(What the task asks)
Each line below containing the word "created" needs to be shown.

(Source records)
*** Block opens ***
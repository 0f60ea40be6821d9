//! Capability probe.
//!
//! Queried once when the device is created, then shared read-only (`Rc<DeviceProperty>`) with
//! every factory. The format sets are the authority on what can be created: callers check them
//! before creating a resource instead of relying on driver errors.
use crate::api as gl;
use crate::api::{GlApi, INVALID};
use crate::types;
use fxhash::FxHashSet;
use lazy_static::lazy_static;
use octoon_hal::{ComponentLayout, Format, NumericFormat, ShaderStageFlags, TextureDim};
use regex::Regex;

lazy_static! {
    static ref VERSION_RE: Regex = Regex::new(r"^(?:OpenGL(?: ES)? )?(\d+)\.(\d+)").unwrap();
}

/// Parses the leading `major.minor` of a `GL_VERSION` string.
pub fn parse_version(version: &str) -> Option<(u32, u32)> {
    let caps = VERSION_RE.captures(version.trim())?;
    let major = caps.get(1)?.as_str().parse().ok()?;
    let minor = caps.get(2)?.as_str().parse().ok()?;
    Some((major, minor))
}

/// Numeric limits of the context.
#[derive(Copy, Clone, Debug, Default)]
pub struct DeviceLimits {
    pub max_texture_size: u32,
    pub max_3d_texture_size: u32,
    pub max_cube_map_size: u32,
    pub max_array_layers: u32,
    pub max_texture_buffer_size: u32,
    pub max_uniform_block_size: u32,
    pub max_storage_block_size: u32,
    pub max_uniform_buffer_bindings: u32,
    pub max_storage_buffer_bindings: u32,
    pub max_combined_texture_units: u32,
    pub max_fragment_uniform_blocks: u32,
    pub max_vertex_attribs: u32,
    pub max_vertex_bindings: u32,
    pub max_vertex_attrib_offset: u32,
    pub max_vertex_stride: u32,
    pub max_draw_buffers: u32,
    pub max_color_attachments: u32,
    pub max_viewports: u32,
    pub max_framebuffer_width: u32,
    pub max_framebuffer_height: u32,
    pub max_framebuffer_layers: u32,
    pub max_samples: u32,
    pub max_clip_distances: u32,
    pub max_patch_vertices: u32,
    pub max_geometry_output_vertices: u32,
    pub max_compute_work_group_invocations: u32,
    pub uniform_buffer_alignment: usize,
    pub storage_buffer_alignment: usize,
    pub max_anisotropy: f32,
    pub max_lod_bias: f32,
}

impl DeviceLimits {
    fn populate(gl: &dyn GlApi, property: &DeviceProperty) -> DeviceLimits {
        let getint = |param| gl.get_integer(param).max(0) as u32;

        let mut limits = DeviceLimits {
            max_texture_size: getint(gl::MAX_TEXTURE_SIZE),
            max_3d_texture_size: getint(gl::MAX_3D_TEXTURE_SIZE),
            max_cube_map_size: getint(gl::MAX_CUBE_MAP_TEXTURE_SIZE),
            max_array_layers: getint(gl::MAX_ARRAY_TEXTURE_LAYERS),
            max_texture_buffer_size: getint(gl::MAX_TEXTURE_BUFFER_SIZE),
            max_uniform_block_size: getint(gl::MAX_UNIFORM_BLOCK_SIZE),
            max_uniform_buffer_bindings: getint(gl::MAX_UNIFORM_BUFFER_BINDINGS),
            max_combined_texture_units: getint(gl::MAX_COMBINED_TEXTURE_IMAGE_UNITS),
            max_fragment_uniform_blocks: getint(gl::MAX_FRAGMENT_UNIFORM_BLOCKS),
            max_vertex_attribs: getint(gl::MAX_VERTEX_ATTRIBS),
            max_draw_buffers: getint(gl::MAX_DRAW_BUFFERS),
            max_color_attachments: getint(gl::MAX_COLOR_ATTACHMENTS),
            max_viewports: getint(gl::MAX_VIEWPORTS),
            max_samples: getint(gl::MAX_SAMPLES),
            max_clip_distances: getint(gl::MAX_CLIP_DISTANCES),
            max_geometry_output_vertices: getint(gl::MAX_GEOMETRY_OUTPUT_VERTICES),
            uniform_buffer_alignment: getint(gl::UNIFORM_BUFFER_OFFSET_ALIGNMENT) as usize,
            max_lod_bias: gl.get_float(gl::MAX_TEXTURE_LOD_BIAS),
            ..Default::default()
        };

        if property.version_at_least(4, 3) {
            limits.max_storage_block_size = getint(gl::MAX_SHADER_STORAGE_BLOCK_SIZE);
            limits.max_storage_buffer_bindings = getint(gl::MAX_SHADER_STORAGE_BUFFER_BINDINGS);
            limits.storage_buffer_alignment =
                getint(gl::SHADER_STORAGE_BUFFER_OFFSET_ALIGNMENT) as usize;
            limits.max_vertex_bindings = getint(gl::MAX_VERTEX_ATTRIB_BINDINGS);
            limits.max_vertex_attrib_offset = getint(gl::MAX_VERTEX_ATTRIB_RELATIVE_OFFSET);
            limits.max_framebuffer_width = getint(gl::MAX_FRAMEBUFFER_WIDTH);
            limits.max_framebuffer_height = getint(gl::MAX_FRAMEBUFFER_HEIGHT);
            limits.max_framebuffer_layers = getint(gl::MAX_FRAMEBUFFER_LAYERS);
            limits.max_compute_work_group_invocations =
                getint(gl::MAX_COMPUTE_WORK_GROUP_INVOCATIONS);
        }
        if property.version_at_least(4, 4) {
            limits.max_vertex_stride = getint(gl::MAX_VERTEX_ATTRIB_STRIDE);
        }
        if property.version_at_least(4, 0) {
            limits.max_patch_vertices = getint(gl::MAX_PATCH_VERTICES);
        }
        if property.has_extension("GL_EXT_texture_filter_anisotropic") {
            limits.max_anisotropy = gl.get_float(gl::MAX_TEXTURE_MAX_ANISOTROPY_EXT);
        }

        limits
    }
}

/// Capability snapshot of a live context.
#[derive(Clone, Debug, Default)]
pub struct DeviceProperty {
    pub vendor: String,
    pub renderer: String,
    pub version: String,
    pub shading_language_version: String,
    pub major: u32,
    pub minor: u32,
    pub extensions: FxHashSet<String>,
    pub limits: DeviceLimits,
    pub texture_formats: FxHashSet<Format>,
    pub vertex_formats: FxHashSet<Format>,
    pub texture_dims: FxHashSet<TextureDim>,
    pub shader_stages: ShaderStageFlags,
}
*** Block closes ***
*** Block opens ***
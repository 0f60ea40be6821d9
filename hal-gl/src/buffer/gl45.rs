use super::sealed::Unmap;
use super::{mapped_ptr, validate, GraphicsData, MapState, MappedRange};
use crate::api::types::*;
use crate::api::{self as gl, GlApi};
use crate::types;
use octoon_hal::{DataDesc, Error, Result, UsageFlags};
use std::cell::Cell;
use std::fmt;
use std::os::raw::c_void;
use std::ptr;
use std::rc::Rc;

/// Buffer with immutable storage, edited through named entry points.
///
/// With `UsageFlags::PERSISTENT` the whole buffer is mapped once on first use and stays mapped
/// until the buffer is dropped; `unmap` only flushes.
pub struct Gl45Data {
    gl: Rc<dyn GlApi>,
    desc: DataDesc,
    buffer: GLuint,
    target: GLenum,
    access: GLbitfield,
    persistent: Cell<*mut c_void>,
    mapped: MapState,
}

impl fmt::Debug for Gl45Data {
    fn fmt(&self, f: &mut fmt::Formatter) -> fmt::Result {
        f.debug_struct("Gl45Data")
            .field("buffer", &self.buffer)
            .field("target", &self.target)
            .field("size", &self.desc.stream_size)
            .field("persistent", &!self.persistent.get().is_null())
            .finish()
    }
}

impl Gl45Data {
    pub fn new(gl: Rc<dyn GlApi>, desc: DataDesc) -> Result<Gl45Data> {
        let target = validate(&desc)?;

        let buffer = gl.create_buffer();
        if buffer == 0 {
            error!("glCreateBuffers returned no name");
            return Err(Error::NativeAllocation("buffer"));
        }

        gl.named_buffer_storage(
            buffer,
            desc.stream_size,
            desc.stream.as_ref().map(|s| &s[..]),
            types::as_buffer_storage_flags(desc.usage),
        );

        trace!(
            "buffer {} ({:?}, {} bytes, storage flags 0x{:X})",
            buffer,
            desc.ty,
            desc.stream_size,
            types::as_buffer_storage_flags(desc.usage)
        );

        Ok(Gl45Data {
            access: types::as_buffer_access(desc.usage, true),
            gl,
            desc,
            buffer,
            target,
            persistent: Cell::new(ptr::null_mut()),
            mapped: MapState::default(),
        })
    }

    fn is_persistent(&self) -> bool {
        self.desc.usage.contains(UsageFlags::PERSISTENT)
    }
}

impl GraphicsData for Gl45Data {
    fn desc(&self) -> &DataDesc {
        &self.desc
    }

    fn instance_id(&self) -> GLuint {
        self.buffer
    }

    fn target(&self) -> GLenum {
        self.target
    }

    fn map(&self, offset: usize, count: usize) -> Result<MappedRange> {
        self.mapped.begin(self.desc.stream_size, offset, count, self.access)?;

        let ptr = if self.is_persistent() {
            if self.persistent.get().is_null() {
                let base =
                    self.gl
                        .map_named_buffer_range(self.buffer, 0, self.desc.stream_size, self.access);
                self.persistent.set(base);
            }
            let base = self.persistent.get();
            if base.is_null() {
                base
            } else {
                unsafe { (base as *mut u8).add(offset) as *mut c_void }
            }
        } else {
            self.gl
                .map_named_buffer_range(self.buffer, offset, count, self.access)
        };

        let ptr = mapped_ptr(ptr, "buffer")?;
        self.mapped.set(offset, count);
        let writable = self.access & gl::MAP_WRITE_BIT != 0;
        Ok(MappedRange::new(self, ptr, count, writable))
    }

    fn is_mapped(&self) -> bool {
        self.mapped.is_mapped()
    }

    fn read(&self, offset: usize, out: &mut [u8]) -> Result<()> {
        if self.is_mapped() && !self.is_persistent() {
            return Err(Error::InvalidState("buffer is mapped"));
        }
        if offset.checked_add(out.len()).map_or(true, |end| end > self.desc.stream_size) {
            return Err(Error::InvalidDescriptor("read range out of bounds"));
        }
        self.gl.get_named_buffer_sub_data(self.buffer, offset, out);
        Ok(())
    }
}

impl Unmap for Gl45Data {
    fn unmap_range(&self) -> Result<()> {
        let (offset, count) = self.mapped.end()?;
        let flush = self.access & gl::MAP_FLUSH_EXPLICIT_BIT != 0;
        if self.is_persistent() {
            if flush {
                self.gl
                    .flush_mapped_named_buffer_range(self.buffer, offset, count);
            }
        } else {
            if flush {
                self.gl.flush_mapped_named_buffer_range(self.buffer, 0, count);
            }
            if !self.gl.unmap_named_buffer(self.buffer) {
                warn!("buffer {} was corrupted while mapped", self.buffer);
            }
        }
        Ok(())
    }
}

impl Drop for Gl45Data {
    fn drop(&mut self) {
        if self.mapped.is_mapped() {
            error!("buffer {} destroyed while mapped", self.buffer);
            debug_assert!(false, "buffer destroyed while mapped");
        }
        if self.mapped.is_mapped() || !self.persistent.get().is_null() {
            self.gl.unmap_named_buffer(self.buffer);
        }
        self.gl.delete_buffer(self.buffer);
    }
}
*** Block closes ***
*** Block opens ***
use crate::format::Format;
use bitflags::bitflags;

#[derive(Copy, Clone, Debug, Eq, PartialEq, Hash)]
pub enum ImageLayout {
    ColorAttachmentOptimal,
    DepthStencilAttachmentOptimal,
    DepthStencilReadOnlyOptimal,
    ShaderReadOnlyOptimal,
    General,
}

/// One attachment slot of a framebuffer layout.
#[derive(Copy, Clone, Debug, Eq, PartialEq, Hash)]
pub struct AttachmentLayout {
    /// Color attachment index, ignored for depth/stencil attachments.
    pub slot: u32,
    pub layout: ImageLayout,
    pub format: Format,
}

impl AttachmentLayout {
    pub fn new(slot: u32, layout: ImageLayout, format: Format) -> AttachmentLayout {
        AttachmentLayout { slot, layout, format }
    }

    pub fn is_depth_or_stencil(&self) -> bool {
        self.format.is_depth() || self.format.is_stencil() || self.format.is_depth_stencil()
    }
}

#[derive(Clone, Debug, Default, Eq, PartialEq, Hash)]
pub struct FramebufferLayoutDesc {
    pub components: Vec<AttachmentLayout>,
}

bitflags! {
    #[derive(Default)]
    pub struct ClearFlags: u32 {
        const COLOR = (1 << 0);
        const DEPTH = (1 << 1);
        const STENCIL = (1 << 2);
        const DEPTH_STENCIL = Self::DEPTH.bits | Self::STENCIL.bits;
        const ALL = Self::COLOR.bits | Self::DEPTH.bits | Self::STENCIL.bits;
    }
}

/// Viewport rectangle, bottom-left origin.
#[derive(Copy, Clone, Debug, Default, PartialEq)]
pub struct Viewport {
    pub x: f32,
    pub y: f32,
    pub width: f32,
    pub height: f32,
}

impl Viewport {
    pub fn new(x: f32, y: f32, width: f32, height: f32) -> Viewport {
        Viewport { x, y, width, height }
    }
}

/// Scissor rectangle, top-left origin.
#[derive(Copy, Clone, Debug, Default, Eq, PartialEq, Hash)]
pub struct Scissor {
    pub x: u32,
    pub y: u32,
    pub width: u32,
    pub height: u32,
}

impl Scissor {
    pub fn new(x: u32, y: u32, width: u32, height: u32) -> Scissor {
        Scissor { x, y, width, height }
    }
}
*** Block closes ***
(Your response)
//! Queried once when the device is created, then shared read-only (`Rc<DeviceProperty>`) with
//! every factory. The format sets are the authority on what can be created: callers check them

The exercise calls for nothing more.